[Collected data entries]
───

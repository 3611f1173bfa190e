//! Label handles.
//!
//! Labels are resolved to line indices in two passes during
//! compilation (see `tinder-compiler::compile::labels`): the first pass
//! assigns a `Label` to every `#Name` marker as it is desugared, the
//! second rewrites every jump target from a `Label` to its resolved
//! line index once all labels have been seen.

use serde::{Deserialize, Serialize};

#[derive(Debug, Clone, Copy, PartialEq, Eq, Hash, PartialOrd, Ord, Serialize, Deserialize)]
pub struct Label(pub u32);

impl Label {
    pub fn index(self) -> usize {
        self.0 as usize
    }
}
//! Instruction interpreter and expression evaluator for compiled Tinder
//! scripts.
//!
//! `Interpreter` executes a `CompiledScript` one instruction at a time
//! against a host-owned `Crucible`, suspending at the four signal kinds
//! a Tinder script can raise (`Imported`, `Yielded`, `Halted`,
//! `Fatal`). See `interpreter::Interpreter::step`/`run` for the
//! execution-loop contract and `signal::StepOutcome` for what a host
//! sees at each suspension.

mod error;
mod eval;
mod fuel;
mod interpreter;
mod library;
mod signal;
mod trace;

pub use error::RuntimeError;
pub use fuel::FuelLimits;
pub use interpreter::Interpreter;
pub use library::{CallOutcome, EmptyLibrary, Library};
pub use signal::{ImportSpec, StepOutcome};
pub use trace::{NoopTracer, PrintTracer, Tracer, Verbosity};
//! The Crucible: Tinder's nested variable environment.
//!
//! A Crucible is a parent-chained stack of maps. Reads walk up the
//! chain until a slot is found; writes go to the innermost frame that
//! already defines the name, falling back to the innermost frame when
//! the name is new. Dunder names (`__LINE__`, `__CONDITION__`, ...) are
//! reserved: a script cannot declare a variable whose name starts with
//! a double underscore, but the interpreter writes them directly
//! through `set_dunder`.

use indexmap::IndexMap;
use thiserror::Error;

use crate::value::Value;

#[derive(Debug, Error, PartialEq, Eq, Clone, Copy)]
pub enum CrucibleError {
    #[error("variable is constant and cannot be reassigned")]
    ConstAssignment,
    #[error("dunder variables cannot be declared by a script")]
    ReservedName,
    #[error("constant already defined")]
    AlreadyDefined,
    #[error("variable is host-protected and cannot be written")]
    Protected,
}

#[derive(Debug, Clone)]
struct Slot {
    value: Value,
    constant: bool,
    protected: bool,
}

/// One level of nested scope (a loop body, an imported script, a
/// library call's local frame).
#[derive(Debug, Default, Clone)]
struct Frame {
    slots: IndexMap<String, Slot>,
}

#[derive(Debug, Clone)]
pub struct Crucible {
    frames: Vec<Frame>,
}

impl Default for Crucible {
    fn default() -> Self {
        Self::new()
    }
}

impl Crucible {
    pub fn new() -> Self {
        Self {
            frames: vec![Frame::default()],
        }
    }

    /// Pushes a fresh child frame (entering a loop body or import).
    pub fn push_scope(&mut self) {
        self.frames.push(Frame::default());
    }

    /// Pops the innermost frame. No-op (and a bug if it happens) at the
    /// root: the interpreter must never pop past the initial frame.
    pub fn pop_scope(&mut self) {
        if self.frames.len() > 1 {
            self.frames.pop();
        }
        self.assert_not_empty();
    }

    pub fn depth(&self) -> usize {
        self.frames.len()
    }

    /// Walks the frame chain from innermost to outermost, returning the
    /// first match. Absent names resolve to `Value::None` by the
    /// interpreter's contract, not here — callers decide that.
    pub fn get(&self, name: &str) -> Option<&Value> {
        self.frames
            .iter()
            .rev()
            .find_map(|frame| frame.slots.get(name).map(|slot| &slot.value))
    }

    /// Declares or overwrites `name` in the innermost frame.
    pub fn declare(&mut self, name: &str, value: Value) -> Result<(), CrucibleError> {
        if is_dunder(name) {
            return Err(CrucibleError::ReservedName);
        }
        let frame = self.frames.last_mut().expect("Crucible always has a root frame");
        frame.slots.insert(
            name.to_string(),
            Slot {
                value,
                constant: false,
                protected: false,
            },
        );
        Ok(())
    }

    /// Declares a constant slot; later `set` calls on this name fail.
    /// Redeclaring a name already visible anywhere in the frame chain
    /// is itself a fatal error (`const` never silently rebinds).
    pub fn declare_const(&mut self, name: &str, value: Value) -> Result<(), CrucibleError> {
        if is_dunder(name) {
            return Err(CrucibleError::ReservedName);
        }
        if self.contains(name) {
            return Err(CrucibleError::AlreadyDefined);
        }
        let frame = self.frames.last_mut().expect("Crucible always has a root frame");
        frame.slots.insert(
            name.to_string(),
            Slot {
                value,
                constant: true,
                protected: false,
            },
        );
        Ok(())
    }

    /// Declares a host-protected slot: rejects every subsequent write,
    /// including `set_dunder`-style direct writes, until the frame it
    /// lives in is popped.
    pub fn declare_protected(&mut self, name: &str, value: Value) {
        let frame = self.frames.last_mut().expect("Crucible always has a root frame");
        frame.slots.insert(name.to_string(), Slot { value, constant: false, protected: true });
    }

    pub fn contains(&self, name: &str) -> bool {
        self.frames.iter().rev().any(|frame| frame.slots.contains_key(name))
    }

    /// Writes to the nearest frame that already declares `name`,
    /// otherwise declares it fresh in the innermost frame (an
    /// undeclared `set` is how most Tinder scripts introduce state).
    pub fn set(&mut self, name: &str, value: Value) -> Result<(), CrucibleError> {
        if is_dunder(name) {
            return Err(CrucibleError::ReservedName);
        }
        for frame in self.frames.iter_mut().rev() {
            if let Some(slot) = frame.slots.get_mut(name) {
                if slot.protected {
                    return Err(CrucibleError::Protected);
                }
                if slot.constant {
                    return Err(CrucibleError::ConstAssignment);
                }
                slot.value = value;
                return Ok(());
            }
        }
        self.declare(name, value)
    }

    /// Writes a dunder variable directly, bypassing the reserved-name
    /// check the interpreter itself is exempt from.
    pub fn set_dunder(&mut self, name: &str, value: Value) {
        debug_assert!(is_dunder(name), "set_dunder called with non-dunder name {name}");
        let frame = self.frames.last_mut().expect("Crucible always has a root frame");
        frame.slots.insert(
            name.to_string(),
            Slot {
                value,
                constant: false,
                protected: false,
            },
        );
    }

    pub fn is_const(&self, name: &str) -> bool {
        self.frames
            .iter()
            .rev()
            .find_map(|frame| frame.slots.get(name))
            .is_some_and(|slot| slot.constant)
    }
}

pub fn is_dunder(name: &str) -> bool {
    name.starts_with("__") && name.ends_with("__")
}

#[cfg(test)]
#[path = "crucible_tests.rs"]
mod crucible_tests;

───

| WHAT TO PRODUCE |
Pull out each line of the records holding the string "Deserialize".

| SOLUTION FOR THIS PROBLEM |
use serde::{Deserialize, Serialize};
#[derive(Debug, Clone, Copy, PartialEq, Eq, Hash, PartialOrd, Ord, Serialize, Deserialize)]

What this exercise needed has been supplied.